> EXERCISE DESCRIPTION
Your reply should hold only the lines from the records below where "before" occurs.

Saved entries:
----
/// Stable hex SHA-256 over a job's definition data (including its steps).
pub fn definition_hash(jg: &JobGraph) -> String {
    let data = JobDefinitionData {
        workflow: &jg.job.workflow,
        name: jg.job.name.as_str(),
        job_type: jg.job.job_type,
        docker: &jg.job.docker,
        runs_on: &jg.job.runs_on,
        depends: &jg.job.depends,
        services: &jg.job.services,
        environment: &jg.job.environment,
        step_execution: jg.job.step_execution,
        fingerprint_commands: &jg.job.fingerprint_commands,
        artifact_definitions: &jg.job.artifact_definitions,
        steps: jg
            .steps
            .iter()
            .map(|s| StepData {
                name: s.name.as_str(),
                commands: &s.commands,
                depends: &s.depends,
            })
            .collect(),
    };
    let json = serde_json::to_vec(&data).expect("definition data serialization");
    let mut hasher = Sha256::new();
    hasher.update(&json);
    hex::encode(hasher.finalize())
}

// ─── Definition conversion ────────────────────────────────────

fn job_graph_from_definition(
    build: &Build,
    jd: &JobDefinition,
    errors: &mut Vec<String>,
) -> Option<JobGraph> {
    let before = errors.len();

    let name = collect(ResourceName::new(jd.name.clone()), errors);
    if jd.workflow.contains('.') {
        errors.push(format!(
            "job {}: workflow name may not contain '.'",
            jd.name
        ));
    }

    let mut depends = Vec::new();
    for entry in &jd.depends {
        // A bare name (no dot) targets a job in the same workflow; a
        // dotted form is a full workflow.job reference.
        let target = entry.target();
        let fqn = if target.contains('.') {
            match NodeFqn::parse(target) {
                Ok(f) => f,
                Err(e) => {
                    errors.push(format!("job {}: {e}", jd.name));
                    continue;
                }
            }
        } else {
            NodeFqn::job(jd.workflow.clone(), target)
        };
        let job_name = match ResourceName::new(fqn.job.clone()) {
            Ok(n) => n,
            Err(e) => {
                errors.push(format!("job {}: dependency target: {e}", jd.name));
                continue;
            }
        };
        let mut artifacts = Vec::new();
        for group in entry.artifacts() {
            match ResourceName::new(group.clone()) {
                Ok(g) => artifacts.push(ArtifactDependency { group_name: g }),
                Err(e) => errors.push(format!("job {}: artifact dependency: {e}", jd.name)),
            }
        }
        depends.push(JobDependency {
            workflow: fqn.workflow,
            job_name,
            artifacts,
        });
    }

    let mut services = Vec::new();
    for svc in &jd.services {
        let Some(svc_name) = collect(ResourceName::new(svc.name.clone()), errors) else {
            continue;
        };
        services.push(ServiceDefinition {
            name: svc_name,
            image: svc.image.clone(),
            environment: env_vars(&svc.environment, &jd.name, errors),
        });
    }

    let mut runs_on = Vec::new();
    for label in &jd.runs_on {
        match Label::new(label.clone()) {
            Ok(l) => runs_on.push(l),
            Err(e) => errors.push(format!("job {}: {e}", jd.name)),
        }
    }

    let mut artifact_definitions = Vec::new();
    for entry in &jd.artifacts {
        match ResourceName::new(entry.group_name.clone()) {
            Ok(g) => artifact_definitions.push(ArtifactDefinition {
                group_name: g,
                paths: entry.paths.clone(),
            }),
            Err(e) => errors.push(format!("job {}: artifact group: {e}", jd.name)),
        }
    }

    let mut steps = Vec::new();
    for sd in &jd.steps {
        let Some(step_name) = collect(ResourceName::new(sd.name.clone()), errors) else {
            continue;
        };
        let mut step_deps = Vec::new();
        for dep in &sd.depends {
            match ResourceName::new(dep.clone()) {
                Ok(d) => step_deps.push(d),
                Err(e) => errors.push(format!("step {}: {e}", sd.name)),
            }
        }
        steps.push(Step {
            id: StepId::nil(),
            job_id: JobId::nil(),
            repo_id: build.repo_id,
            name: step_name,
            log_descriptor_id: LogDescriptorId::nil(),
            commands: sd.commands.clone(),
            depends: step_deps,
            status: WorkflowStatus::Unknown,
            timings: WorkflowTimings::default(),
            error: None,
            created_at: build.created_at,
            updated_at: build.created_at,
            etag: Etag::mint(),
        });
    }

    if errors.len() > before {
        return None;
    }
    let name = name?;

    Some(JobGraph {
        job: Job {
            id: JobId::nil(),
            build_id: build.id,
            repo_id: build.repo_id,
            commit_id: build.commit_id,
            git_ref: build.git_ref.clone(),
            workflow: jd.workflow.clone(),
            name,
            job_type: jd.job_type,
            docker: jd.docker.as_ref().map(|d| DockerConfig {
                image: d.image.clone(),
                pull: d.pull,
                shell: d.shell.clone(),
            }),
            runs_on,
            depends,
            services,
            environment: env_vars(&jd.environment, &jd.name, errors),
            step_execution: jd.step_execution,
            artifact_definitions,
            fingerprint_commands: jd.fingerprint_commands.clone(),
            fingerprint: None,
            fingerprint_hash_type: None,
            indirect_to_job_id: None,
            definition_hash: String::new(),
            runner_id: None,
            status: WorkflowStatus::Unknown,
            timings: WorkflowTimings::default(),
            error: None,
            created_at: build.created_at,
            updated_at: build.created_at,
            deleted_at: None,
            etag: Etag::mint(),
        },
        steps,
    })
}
----
> REPLY TO THE EXERCISE
    let before = errors.len();
    if errors.len() > before {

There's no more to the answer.